About
scikit-learn
is a python module for machine learning built on top of numpy / scipy.
The purpose of the scikit-learn-tutorial
subproject is to learn how to apply machine learning to practical situations using the algorithms implemented in the scikit-learn
library.
The target audience is experienced Python developers familiar with numpy and scipy.
Downloading the PDF
Prebuilt versions of this tutorial are available from the GitHub download page.

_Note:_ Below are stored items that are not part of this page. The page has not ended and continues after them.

//! Salted password digests.
//!
//! A digest is `BLAKE3(domain ":" salt password)`. Comparison goes through
//! [`blake3::Hash`], whose equality is constant time.

use std::fmt;

use rand::rngs::OsRng;
use rand::RngCore;

use crate::error::{decode_fixed, CryptoError};

/// Salt length in bytes.
pub const SALT_LEN: usize = 16;

/// Per-account random salt.
#[derive(Clone, PartialEq, Eq)]
pub struct Salt([u8; SALT_LEN]);

impl Salt {
    /// Draw a fresh salt from the OS random source.
    pub fn generate() -> Self {
        let mut bytes = [0u8; SALT_LEN];
        OsRng.fill_bytes(&mut bytes);
        Self(bytes)
    }

    pub const fn from_bytes(bytes: [u8; SALT_LEN]) -> Self {
        Self(bytes)
    }

    pub fn as_bytes(&self) -> &[u8; SALT_LEN] {
        &self.0
    }

    pub fn to_hex(&self) -> String {
        hex::encode(self.0)
    }

    pub fn from_hex(s: &str) -> Result<Self, CryptoError> {
        decode_fixed::<SALT_LEN>(s).map(Self)
    }
}

impl fmt::Debug for Salt {
    fn fmt(&self, f: &mut fmt::Formatter<'_>) -> fmt::Result {
        write!(f, "Salt({})", self.to_hex())
    }
}

/// Output of [`PasswordHasher::hash`].
#[derive(Clone, PartialEq, Eq)]
pub struct PasswordDigest(blake3::Hash);

impl PasswordDigest {
    pub fn to_hex(&self) -> String {
        hex::encode(self.0.as_bytes())
    }

    pub fn from_hex(s: &str) -> Result<Self, CryptoError> {
        decode_fixed::<32>(s).map(|bytes| Self(blake3::Hash::from(bytes)))
    }
}

impl fmt::Debug for PasswordDigest {
    fn fmt(&self, f: &mut fmt::Formatter<'_>) -> fmt::Result {
        f.write_str("PasswordDigest(..)")
    }
}

/// Salted, domain-separated password hasher.
pub struct PasswordHasher {
    domain: &'static str,
}

impl PasswordHasher {
    pub const DEFAULT: Self = Self {
        domain: "wiki-password-v1",
    };

    pub const fn new(domain: &'static str) -> Self {
        Self { domain }
    }

    pub fn hash(&self, password: &str, salt: &Salt) -> PasswordDigest {
        let mut hasher = blake3::Hasher::new();
        hasher.update(self.domain.as_bytes());
        hasher.update(b":");
        hasher.update(salt.as_bytes());
        hasher.update(password.as_bytes());
        PasswordDigest(hasher.finalize())
    }

    /// Recompute the digest for `password` and compare it to `expected`.
    pub fn verify(&self, password: &str, salt: &Salt, expected: &PasswordDigest) -> bool {
        self.hash(password, salt) == *expected
    }
}

impl Default for PasswordHasher {
    fn default() -> Self {
        Self::DEFAULT
    }
}

#[cfg(test)]
mod tests {
    use super::*;

    #[test]
    fn verify_accepts_the_right_password() {
        let salt = Salt::generate();
        let digest = PasswordHasher::DEFAULT.hash("hunter2", &salt);
        assert!(PasswordHasher::DEFAULT.verify("hunter2", &salt, &digest));
        assert!(!PasswordHasher::DEFAULT.verify("hunter3", &salt, &digest));
    }

    #[test]
    fn salt_changes_the_digest() {
        let a = PasswordHasher::DEFAULT.hash("pw", &Salt::from_bytes([1; SALT_LEN]));
        let b = PasswordHasher::DEFAULT.hash("pw", &Salt::from_bytes([2; SALT_LEN]));
        assert_ne!(a, b);
    }

    #[test]
    fn generated_salts_differ() {
        assert_ne!(Salt::generate(), Salt::generate());
    }

    #[test]
    fn hex_roundtrips() {
        let salt = Salt::from_bytes([9; SALT_LEN]);
        assert_eq!(Salt::from_hex(&salt.to_hex()).unwrap(), salt);

        let digest = PasswordHasher::DEFAULT.hash("pw", &salt);
        assert_eq!(PasswordDigest::from_hex(&digest.to_hex()).unwrap(), digest);
    }

    #[test]
    fn rejects_bad_hex() {
        assert_eq!(
            Salt::from_hex("abcd"),
            Err(CryptoError::InvalidLength {
                expected: SALT_LEN,
                actual: 2
            })
        );
        assert!(matches!(
            PasswordDigest::from_hex("zz"),
            Err(CryptoError::InvalidHex(_))
        ));
    }

    #[test]
    fn debug_does_not_leak_digest() {
        let digest = PasswordHasher::DEFAULT.hash("pw", &Salt::from_bytes([0; SALT_LEN]));
        assert_eq!(format!("{digest:?}"), "PasswordDigest(..)");
    }
}
//! Account store for WikiTrees.
//!
//! Each account is one JSON blob at `users/<username>` in the account
//! container, holding the username, a random salt and the salted password
//! digest. Records are parsed against a fixed schema; anything else is
//! reported as corrupt.
//!
//! # Key Types
//!
//! - [`AccountStore`] -- Sign-up and sign-in
//! - [`AccountRecord`] -- The stored credential record

pub mod error;
pub mod record;
pub mod store;

pub use error::{AccountError, AccountResult};
pub use record::AccountRecord;
pub use store::AccountStore;
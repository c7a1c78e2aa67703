//! Foundation types for WikiTrees.
//!
//! Every other wiki crate depends on `wiki-types`. The types here are small,
//! validated newtypes; constructing one is the only place their rules are
//! checked.
//!
//! # Key Types
//!
//! - [`BlobKey`] -- Validated name of a blob inside a container
//! - [`Username`] -- Validated account name, usable as a key segment
//! - [`FileKind`] -- Page / image / data classification by file extension
//! - [`ETag`] -- Content hash identifying one version of a blob

pub mod error;
pub mod etag;
pub mod key;
pub mod kind;

pub use error::TypeError;
pub use etag::ETag;
pub use key::{BlobKey, Username};
pub use kind::FileKind;
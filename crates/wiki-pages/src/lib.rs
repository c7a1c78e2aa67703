//! Page and image repository for WikiTrees.
//!
//! Pages are UTF-8 HTML blobs in the page container, keyed by page name.
//! Images are opaque bytes in the image container. The tag document shares
//! the page container, so page listings filter out data and image files by
//! extension (see [`FileKind`](wiki_types::FileKind)).
//!
//! # Key Types
//!
//! - [`PageRepository`] -- Read, list and upload pages and images
//! - [`HtmlValidator`] -- Allow-list check for uploaded page HTML
//!
//! # Design Rules
//!
//! 1. A missing page or image is `None` / empty, never an error.
//! 2. Reserved keys (the tag document) cannot be overwritten by an upload.
//! 3. Page content is validated as UTF-8 before it is stored.

pub mod error;
pub mod html;
pub mod repository;

pub use error::{PageError, PageResult};
pub use html::HtmlValidator;
pub use repository::{Page, PageRepository, UploadReceipt};
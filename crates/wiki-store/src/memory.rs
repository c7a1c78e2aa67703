use std::collections::HashMap;
use std::sync::{RwLock, RwLockReadGuard, RwLockWriteGuard};

use tracing::debug;
use wiki_types::{BlobKey, ETag};

use crate::blob::{StoredBlob, WriteCondition};
use crate::error::{StoreError, StoreResult};
use crate::traits::BlobStore;

/// In-memory, HashMap-based blob store.
///
/// Intended for tests and embedding. All blobs are held in memory behind a
/// `RwLock`; conditional writes check and insert under the write lock.
pub struct InMemoryBlobStore {
    blobs: RwLock<HashMap<BlobKey, StoredBlob>>,
}

impl InMemoryBlobStore {
    /// Create a new empty in-memory store.
    pub fn new() -> Self {
        Self {
            blobs: RwLock::new(HashMap::new()),
        }
    }

    fn read_map(&self) -> StoreResult<RwLockReadGuard<'_, HashMap<BlobKey, StoredBlob>>> {
        self.blobs
            .read()
            .map_err(|e| StoreError::Unavailable(format!("lock poisoned: {e}")))
    }

    fn write_map(&self) -> StoreResult<RwLockWriteGuard<'_, HashMap<BlobKey, StoredBlob>>> {
        self.blobs
            .write()
            .map_err(|e| StoreError::Unavailable(format!("lock poisoned: {e}")))
    }

    /// Number of blobs currently stored.
    pub fn len(&self) -> usize {
        self.read_map().map(|m| m.len()).unwrap_or(0)
    }

    /// Returns `true` if the store is empty.
    pub fn is_empty(&self) -> bool {
        self.len() == 0
    }
}

/// A stored key that `key` would nest under or cover.
fn conflicting_key(map: &HashMap<BlobKey, StoredBlob>, key: &BlobKey) -> Option<BlobKey> {
    if let Some(ancestor) = key.ancestors().find(|a| map.contains_key(a)) {
        return Some(ancestor);
    }
    let nested = format!("{key}/");
    map.keys()
        .filter(|k| k.as_str().starts_with(&nested))
        .min()
        .cloned()
}

impl Default for InMemoryBlobStore {
    fn default() -> Self {
        Self::new()
    }
}

impl BlobStore for InMemoryBlobStore {
    fn read(&self, key: &BlobKey) -> StoreResult<Option<StoredBlob>> {
        Ok(self.read_map()?.get(key).cloned())
    }

    fn write_if(
        &self,
        key: &BlobKey,
        data: &[u8],
        condition: WriteCondition,
    ) -> StoreResult<ETag> {
        let mut map = self.write_map()?;
        if let Some(existing) = conflicting_key(&map, key) {
            return Err(StoreError::KeyConflict {
                key: key.clone(),
                existing,
            });
        }
        condition.check(key, map.get(key).map(|b| b.etag))?;
        let blob = StoredBlob::new(key.clone(), data.to_vec());
        let etag = blob.etag;
        debug!(key = %key, etag = %etag.short_hex(), size = blob.size(), "blob written");
        map.insert(key.clone(), blob);
        Ok(etag)
    }

    fn exists(&self, key: &BlobKey) -> StoreResult<bool> {
        Ok(self.read_map()?.contains_key(key))
    }

    fn list(&self, prefix: &str) -> StoreResult<Vec<BlobKey>> {
        let map = self.read_map()?;
        let mut keys: Vec<BlobKey> = map
            .keys()
            .filter(|k| k.as_str().starts_with(prefix))
            .cloned()
            .collect();
        keys.sort();
        Ok(keys)
    }

    fn delete(&self, key: &BlobKey) -> StoreResult<bool> {
        Ok(self.write_map()?.remove(key).is_some())
    }
}

impl std::fmt::Debug for InMemoryBlobStore {
    fn fmt(&self, f: &mut std::fmt::Formatter<'_>) -> std::fmt::Result {
        f.debug_struct("InMemoryBlobStore")
            .field("blob_count", &self.len())
            .finish()
    }
}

While following the exercices you might find helpful to use the official scikit-learn user guide (PDF) as a more comprehensive reference:
If you need a numpy refresher please first have a look at the Scientific Python lecture notes (PDF), esp. chapter 4.
Online HTML version
The prebuilt HTML version is at:
http://scikit-learn.github.com/scikit-learn-tutorial
Source code of the tutorial and exercises
The project is hosted on GitHub at https://github.com/scikit-learn/scikit-learn-tutorial
Building the tutorial
You can build the HTML and PDF (requires pdflatex) versions of this tutorial by installing sphinx (1.0.0+):
$ sudo pip install -U sphinx
Then for the html variant:
$ cd tutorial $ make html
The results is available in the _build/html/
subdolder. Point your browser to the index.html
file for table of content.
To build the PDF variant:
$ make latex $ cd _build/latex $ pdflatex scikit_learn_tutorial.tex
You should get a file named scikit_learn_tutorial.pdf
as output.
Testing
The example snippets in the rST source files can be tested with nose:
$ nosetests -s --with-doctest --doctest-tests --doctest-extension=rst
Contact the developers
If you have questions about this tutorial you can ask them on the scikit-learn
mailing list on sourceforge: https://lists.sourceforge.net/lists/listinfo/scikit-learn-general
Some developers tend to hang around the channel #scikit-learn
at irc.freenode.net
, especially during the week preparing a new release. If nobody is available to answer your questions there don't hesitate to ask it on the mailing list to reach a wider audience.
License
This tutorial is distributed under the Creative Commons Attribution 3.0 license. The Python example code and solutions to exercises are distributed under the same license as the scikit-learn
project (Simplified BSD).